WHAT THE EXERCISE ASKS: From the entries, copy every line that carries the string "push".

RECORDS SUPPLIED:
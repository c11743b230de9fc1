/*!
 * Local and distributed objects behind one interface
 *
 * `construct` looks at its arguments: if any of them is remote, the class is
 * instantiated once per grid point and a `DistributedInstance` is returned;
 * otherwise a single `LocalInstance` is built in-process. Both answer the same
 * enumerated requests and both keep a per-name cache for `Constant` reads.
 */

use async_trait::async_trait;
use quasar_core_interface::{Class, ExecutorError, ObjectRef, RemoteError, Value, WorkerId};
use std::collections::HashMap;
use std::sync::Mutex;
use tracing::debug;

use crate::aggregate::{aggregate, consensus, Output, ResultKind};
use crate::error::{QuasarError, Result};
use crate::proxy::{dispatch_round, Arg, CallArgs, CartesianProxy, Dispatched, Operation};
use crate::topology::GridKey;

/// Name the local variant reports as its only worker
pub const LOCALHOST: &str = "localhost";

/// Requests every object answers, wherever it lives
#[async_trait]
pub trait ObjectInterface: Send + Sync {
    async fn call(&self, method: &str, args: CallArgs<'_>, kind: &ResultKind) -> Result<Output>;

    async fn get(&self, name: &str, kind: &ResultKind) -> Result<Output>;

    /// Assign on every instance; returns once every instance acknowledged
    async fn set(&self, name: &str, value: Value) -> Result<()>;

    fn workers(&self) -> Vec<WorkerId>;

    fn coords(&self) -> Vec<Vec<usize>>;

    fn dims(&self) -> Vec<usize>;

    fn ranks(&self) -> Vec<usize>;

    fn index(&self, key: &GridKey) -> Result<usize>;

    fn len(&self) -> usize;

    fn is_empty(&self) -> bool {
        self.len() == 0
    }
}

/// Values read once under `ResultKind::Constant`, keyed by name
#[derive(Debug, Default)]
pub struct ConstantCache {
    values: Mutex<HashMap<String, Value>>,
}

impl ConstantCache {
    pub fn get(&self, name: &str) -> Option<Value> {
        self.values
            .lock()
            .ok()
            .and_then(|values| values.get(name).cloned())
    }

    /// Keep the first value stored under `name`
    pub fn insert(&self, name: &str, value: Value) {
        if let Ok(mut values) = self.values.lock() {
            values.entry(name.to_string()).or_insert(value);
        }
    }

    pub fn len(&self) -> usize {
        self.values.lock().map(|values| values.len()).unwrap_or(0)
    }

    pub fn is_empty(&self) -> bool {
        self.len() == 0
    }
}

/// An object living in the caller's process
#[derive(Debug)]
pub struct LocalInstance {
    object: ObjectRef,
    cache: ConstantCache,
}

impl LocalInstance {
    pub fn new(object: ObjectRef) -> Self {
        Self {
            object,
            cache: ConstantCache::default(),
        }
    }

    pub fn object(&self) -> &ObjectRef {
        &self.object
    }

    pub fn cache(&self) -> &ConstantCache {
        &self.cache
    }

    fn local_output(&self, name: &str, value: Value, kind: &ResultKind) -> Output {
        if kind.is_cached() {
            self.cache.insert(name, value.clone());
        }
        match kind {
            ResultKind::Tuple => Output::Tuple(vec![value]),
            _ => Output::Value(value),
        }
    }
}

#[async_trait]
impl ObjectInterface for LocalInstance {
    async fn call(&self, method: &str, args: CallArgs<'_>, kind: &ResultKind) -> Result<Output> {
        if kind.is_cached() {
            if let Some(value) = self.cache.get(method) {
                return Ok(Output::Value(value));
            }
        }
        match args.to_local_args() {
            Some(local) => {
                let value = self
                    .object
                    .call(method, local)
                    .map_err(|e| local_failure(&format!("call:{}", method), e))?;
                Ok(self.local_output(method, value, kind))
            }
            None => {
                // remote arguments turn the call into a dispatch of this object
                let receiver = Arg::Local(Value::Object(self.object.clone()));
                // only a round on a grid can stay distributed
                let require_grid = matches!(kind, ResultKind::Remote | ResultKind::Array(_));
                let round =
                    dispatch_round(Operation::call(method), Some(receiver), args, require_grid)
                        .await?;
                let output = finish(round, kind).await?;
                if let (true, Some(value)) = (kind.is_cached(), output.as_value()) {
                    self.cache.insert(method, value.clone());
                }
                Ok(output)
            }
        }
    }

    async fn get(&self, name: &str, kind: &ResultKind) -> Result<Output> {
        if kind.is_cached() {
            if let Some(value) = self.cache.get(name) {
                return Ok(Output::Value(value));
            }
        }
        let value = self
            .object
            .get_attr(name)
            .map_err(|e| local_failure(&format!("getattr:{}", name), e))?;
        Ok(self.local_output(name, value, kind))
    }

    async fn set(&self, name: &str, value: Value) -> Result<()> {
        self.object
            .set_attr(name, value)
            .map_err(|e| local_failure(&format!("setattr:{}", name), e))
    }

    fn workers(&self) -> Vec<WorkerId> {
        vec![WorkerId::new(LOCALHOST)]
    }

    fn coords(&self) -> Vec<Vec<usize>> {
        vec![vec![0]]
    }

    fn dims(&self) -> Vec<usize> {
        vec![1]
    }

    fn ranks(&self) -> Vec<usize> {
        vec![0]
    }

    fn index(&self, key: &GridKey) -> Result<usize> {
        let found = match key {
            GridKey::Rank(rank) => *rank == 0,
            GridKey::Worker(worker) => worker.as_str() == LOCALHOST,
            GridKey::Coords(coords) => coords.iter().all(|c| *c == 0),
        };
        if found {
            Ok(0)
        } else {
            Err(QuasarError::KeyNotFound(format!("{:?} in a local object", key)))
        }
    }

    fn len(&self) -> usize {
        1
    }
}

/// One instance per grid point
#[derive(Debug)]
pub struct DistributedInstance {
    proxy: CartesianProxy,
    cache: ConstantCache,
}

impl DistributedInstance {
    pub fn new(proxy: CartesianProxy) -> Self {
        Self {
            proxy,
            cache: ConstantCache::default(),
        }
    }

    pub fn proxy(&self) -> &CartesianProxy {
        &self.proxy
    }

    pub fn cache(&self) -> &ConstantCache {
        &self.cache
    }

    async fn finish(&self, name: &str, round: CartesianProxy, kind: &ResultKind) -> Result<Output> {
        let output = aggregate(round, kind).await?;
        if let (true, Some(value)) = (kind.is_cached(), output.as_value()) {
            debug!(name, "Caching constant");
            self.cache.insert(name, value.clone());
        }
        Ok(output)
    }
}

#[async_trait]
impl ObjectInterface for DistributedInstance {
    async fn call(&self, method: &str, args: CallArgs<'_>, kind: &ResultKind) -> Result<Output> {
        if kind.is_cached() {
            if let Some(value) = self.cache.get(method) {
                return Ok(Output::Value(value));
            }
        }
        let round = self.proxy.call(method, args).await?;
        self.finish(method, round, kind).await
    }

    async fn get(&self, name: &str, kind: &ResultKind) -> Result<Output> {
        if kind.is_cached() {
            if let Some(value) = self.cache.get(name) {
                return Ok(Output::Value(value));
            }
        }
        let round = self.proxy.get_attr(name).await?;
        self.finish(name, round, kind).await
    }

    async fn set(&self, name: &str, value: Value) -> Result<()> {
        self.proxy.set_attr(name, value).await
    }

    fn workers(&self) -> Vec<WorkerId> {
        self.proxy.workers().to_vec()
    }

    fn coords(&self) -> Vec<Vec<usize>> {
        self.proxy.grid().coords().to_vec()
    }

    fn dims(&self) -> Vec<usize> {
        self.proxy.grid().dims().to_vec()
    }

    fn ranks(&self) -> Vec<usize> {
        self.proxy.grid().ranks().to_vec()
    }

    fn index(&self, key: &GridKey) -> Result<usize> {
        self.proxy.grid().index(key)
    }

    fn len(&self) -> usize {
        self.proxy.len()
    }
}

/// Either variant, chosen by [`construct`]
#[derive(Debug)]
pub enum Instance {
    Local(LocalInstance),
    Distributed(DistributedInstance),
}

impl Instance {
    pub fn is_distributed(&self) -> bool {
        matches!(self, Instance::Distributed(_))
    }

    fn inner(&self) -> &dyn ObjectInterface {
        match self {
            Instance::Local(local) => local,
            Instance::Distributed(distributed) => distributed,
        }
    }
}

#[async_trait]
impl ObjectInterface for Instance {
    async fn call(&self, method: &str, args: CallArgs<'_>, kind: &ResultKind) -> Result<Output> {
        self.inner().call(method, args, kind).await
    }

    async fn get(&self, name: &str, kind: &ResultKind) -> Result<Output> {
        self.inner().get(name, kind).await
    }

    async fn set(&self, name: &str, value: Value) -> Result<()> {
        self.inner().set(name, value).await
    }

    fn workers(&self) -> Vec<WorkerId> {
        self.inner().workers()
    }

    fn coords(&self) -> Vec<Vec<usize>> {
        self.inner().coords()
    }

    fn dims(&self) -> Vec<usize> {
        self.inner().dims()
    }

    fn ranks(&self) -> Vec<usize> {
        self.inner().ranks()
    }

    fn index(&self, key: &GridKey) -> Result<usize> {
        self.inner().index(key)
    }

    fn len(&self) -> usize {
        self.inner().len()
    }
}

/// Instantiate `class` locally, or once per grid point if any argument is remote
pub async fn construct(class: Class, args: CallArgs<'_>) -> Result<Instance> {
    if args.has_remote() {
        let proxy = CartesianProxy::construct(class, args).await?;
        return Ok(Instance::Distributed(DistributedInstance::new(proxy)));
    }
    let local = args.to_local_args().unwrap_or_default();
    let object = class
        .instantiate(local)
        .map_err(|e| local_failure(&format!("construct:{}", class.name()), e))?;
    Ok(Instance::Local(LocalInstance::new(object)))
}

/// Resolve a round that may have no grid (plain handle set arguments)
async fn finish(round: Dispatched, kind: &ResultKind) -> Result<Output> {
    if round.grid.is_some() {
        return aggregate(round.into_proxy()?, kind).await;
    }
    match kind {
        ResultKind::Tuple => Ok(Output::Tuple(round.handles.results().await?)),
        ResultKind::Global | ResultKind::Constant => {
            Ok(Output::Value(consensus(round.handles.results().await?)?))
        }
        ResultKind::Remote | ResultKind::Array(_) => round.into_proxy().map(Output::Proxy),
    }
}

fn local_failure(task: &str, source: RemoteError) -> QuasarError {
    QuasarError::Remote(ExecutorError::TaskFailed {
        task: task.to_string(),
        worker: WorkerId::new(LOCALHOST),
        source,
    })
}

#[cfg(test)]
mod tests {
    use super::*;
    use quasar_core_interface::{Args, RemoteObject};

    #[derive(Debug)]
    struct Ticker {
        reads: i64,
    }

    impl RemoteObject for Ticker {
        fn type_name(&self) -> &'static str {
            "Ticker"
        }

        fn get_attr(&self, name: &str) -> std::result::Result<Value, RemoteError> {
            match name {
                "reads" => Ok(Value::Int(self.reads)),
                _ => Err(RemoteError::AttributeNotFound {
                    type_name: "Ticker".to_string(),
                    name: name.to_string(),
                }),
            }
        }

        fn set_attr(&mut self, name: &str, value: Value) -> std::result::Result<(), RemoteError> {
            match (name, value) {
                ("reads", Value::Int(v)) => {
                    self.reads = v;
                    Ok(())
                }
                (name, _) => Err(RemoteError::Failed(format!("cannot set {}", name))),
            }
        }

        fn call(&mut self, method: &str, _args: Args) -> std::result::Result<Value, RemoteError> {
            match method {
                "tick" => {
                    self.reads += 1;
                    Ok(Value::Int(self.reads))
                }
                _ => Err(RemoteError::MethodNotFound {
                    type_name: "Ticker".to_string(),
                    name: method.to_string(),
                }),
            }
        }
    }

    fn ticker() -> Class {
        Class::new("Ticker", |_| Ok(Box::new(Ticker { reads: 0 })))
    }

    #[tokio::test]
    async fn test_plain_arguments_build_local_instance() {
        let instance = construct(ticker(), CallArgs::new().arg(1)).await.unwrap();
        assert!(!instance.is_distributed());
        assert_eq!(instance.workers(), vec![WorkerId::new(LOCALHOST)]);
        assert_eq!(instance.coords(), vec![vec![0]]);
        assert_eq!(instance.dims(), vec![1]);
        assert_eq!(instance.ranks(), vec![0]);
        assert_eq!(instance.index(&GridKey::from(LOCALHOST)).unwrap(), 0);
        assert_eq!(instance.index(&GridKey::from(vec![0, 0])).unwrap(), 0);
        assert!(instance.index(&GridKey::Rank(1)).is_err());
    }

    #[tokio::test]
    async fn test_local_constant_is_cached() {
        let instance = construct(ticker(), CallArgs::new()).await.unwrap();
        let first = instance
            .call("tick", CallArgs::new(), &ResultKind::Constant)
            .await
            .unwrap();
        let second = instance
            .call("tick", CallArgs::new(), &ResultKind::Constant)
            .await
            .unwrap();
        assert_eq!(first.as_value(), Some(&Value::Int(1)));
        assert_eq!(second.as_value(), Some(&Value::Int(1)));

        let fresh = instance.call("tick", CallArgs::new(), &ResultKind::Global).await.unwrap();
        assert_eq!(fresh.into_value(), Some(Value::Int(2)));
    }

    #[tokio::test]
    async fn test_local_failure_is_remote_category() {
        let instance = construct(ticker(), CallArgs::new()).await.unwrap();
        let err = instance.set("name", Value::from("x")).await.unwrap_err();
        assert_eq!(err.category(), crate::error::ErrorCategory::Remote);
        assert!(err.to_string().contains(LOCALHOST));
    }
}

--

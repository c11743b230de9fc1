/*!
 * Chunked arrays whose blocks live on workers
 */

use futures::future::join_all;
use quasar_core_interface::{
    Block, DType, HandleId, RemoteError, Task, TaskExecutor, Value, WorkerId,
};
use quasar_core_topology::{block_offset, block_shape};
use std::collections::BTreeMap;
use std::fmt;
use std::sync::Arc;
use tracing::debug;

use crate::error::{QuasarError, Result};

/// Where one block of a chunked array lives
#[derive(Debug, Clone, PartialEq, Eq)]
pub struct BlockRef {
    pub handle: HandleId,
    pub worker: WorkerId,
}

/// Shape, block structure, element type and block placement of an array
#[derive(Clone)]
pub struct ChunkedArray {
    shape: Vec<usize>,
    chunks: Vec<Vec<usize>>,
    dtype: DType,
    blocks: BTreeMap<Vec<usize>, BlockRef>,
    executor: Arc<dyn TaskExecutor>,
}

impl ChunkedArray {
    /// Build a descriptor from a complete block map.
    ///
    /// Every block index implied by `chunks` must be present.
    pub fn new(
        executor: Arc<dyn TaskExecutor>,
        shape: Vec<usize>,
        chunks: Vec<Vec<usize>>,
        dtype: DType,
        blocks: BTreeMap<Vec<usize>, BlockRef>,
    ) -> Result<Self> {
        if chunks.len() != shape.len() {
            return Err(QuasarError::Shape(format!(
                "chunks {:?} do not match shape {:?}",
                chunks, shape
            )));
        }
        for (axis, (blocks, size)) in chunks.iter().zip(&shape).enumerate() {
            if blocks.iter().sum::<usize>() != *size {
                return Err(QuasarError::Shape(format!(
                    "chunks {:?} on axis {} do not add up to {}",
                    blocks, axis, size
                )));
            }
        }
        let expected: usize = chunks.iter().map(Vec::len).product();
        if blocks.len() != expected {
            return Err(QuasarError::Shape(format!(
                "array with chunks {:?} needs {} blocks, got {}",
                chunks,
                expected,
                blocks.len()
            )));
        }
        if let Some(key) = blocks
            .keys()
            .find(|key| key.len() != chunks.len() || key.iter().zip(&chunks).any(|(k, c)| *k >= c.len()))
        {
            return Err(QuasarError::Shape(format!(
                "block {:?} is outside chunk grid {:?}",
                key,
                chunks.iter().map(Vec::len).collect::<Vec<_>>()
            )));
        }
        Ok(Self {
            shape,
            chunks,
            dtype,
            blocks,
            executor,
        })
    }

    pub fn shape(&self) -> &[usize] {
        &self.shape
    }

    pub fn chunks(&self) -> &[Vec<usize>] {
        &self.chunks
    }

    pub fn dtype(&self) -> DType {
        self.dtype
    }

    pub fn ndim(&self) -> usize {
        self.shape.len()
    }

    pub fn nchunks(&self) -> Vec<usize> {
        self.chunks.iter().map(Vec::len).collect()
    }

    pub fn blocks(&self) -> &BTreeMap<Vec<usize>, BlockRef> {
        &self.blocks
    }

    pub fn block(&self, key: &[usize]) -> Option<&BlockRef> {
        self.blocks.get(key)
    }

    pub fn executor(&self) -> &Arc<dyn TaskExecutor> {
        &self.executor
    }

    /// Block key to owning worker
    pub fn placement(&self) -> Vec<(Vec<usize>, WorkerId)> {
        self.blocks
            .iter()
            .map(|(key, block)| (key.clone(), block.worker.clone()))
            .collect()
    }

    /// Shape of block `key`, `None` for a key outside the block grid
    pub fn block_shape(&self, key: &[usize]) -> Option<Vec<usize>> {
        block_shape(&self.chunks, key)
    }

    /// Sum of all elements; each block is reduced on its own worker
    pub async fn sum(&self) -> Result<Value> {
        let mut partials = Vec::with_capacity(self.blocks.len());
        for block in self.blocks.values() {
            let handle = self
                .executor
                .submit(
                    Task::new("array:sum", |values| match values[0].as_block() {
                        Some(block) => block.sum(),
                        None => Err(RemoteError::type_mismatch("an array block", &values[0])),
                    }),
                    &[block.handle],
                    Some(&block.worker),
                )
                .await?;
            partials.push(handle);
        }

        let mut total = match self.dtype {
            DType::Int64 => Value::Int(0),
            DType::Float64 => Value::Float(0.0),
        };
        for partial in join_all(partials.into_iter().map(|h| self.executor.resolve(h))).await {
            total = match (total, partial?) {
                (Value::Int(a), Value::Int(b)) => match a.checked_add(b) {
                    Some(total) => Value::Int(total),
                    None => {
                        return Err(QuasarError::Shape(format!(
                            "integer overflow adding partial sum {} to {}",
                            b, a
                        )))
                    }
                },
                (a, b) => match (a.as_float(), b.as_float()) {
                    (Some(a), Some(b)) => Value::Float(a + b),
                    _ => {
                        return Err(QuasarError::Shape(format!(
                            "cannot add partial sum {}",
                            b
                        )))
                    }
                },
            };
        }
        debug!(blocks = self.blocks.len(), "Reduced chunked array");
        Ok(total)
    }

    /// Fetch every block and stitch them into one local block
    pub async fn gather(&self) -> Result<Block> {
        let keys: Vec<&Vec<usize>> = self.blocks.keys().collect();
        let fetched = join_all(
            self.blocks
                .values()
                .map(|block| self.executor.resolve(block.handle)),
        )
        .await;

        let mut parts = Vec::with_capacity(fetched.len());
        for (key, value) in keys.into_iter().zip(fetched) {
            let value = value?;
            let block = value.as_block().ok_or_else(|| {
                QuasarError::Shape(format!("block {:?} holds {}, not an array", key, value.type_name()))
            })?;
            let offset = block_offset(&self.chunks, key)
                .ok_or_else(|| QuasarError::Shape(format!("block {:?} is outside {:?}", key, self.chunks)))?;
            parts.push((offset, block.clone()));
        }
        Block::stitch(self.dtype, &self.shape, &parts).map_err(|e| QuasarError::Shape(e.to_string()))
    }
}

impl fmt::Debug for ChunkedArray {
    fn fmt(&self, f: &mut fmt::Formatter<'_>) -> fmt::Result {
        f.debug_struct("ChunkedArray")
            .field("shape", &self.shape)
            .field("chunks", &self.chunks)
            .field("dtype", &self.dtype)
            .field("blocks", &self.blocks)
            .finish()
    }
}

REPLY TO THE TASK:
            partials.push(handle);
            parts.push((offset, block.clone()));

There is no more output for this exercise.